Estudia 2 años en París y Berlín. A su regreso en 1891, comienza a ejercer cátedras en la UCV e instala el primer laboratorio de microbiología en el hospital Vargas de Caracas. Durante el ejercicio de su profesión médica, trabajó al unísono 21 años como docente en la UCV, desde 1891 hasta 1912, año en que el régimen de Gómez clausuró la universidad. No obstante, buscó la forma de dictar clases a estudiantesen instituciones privadas, sin recibir paga, hasta 1916 cuando fueron restablecidos los estudios oficiales de medicina. Viajó a Nueva York y Madrid en 1917 donde cursó estudios de especialización. Volvió a sus labores habituales en 1918, el año de la pandemia“Gripe Española” pero no alcanzó a integrar la Junta de Socorro Central presidida por el médico Luis Razetti (1862-1932). En 1919lo alcanzó la muerte trágicamente, en las apacibles calles Caracas, a edad de 54 años.
Edificó un estilo de vida inclinado al conocimiento, el misticismo y la oración, siguiendo los dictados de su Filosofía. En 1908 decidió renunciar a todo cuanto había alcanzado para entregarse al servicio de Dios en la Cartuja de Farneta de Lucca, Italia. Pero hubo de regresar en 1909, aquejado de una enfermedad que le impidió continuar su vocación religiosa, el mismo año que el científico Rafael Rangel, padre de la Parasitología en Venezuela, se quitaba la vida por una dura depresión. Diríase que Dios requería al Dr. Hernández aliviando enfermos y formando nuevos espíritus en las aulas universitarias de la convulsa Venezuela. Retoma en 1909 sus actividades y en 1912 sorprende al círculo médico y a la intelectualidad en general, con la publicación del citado tratado científico, “Elementos de Filosofía”, donde hace gala de una excelsa erudición fuera del específico campo de la medicina.

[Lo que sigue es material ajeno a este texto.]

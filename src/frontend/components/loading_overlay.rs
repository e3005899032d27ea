use leptos::prelude::*;

/// Full-screen spinner shown over the page while `visible` holds
#[component]
pub fn LoadingOverlay(#[prop(into)] visible: Signal<bool>) -> impl IntoView {
    view! {
        <Show when=move || visible.get()>
            <div class="fixed inset-0 z-50 flex items-center justify-center bg-slate-950/90" aria-busy="true">
                <div class="flex flex-col items-center gap-4">
                    <span class="w-12 h-12 border-4 border-sky-500/30 border-t-sky-500 rounded-full animate-spin"></span>
                    <p class="text-slate-400">"Loading..."</p>
                </div>
            </div>
        </Show>
    }
}
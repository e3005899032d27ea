pub use admin_gate::*;
pub use downloads::*;
pub use identity::*;

mod admin_gate;
mod downloads;
mod identity;
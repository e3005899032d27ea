pub mod forms;
pub mod handlers;
pub mod helpers;
pub mod middleware;
pub mod security;
pub mod state;
pub mod templates;

#[cfg(test)]
pub mod test_support;

pub use state::AppState;
use serde::{Deserialize, Serialize};

use crate::models::{Course, Project, ProjectCatalog};

/// Course card as listed by `/api/courses`
#[derive(Clone, Debug, Serialize, Deserialize, PartialEq)]
pub struct CourseSummary {
    pub track: String,
    pub title: String,
    pub tagline: String,
    pub image: String,
    pub path: String,
}

impl From<&Course> for CourseSummary {
    fn from(c: &Course) -> Self {
        Self {
            track: c.track.to_string(),
            title: c.title.to_string(),
            tagline: c.tagline.to_string(),
            image: c.image.to_string(),
            path: c.track.path(),
        }
    }
}

/// Project as exposed to clients. Download codes never leave the server.
#[derive(Clone, Debug, Serialize, Deserialize, PartialEq)]
pub struct ProjectSummary {
    pub id: u32,
    pub title: String,
    pub description: String,
    pub difficulty: String,
    pub category: Option<String>,
    pub technologies: Vec<String>,
    pub icon: String,
    pub requires_code: bool,
    pub downloadable: bool,
}

impl From<&Project> for ProjectSummary {
    fn from(p: &Project) -> Self {
        Self {
            id: p.id,
            title: p.title.to_string(),
            description: p.description.to_string(),
            difficulty: p.difficulty.to_string(),
            category: p.category.map(str::to_string),
            technologies: p.technologies.iter().map(|t| t.to_string()).collect(),
            icon: p.icon.to_string(),
            requires_code: p.requires_code(),
            downloadable: p.source_url.is_some(),
        }
    }
}

/// Filtered project listing
#[derive(Clone, Debug, Serialize, Deserialize, PartialEq)]
pub struct ProjectList {
    pub catalog: String,
    pub title: String,
    pub subtitle: String,
    pub categories: Vec<String>,
    pub total: usize,
    pub projects: Vec<ProjectSummary>,
}

impl ProjectList {
    pub fn new(
        catalog: ProjectCatalog,
        categories: Vec<&str>,
        total: usize,
        projects: &[&Project],
    ) -> Self {
        Self {
            catalog: catalog.to_string(),
            title: catalog.title().to_string(),
            subtitle: catalog.subtitle().to_string(),
            categories: categories.into_iter().map(str::to_string).collect(),
            total,
            projects: projects.iter().map(|p| ProjectSummary::from(*p)).collect(),
        }
    }
}

/// Error details returned by the JSON API
#[derive(Clone, Debug, Serialize, Deserialize, PartialEq)]
pub struct ApiError {
    pub message: String,
    pub code: String,
}

impl ApiError {
    pub fn new(code: &str, message: impl Into<String>) -> Self {
        Self {
            message: message.into(),
            code: code.to_string(),
        }
    }
}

Su vida social fuera de la academia, la consulta y la investigación, se desenvolvió en el ámbito de la elite intelectual caraqueña. Lejos del ambiente político. Hombre de flux, chaleco, corbata, pañuelo en solapa, sombrero y regio bigote, de quien se sabe, asistía eventualmente a fiestas y gustaba bailar. Como arte, sin frivolidades. Más las orientaciones rectoras de su filosofía le habían llevado también a ejecutar el piano, el violín, dominar al menos 5 idiomas, publicar artículos en la revista “El Cojo Ilustrado”, incursionar en el campo literario con énfasis en la narrativa y practicar la fe católica con entrega y devoción.
A juzgar por su intensa actividad intelectual, su vida privada se infiere austera, de absoluta entrega a la lectura, meditación, reflexión, oración y escritura. Su familia estaba constituida por 11 hermanos a quienes trajo desde la cordillera a Caracas. No se casó ni se le conoció compañera. Tampoco pudo entregarse al servicio de Dios en un monasterio, como fue su gran deseo, a pesar de haberlo intentado dos veces, 1908 y 1913, con decidida convicción. Aun así, su vida fue la de un Santo. Un auténtico Siervo de Dios. (Dedicado a mi hija, Dra. Pierina Varela, asilada en España).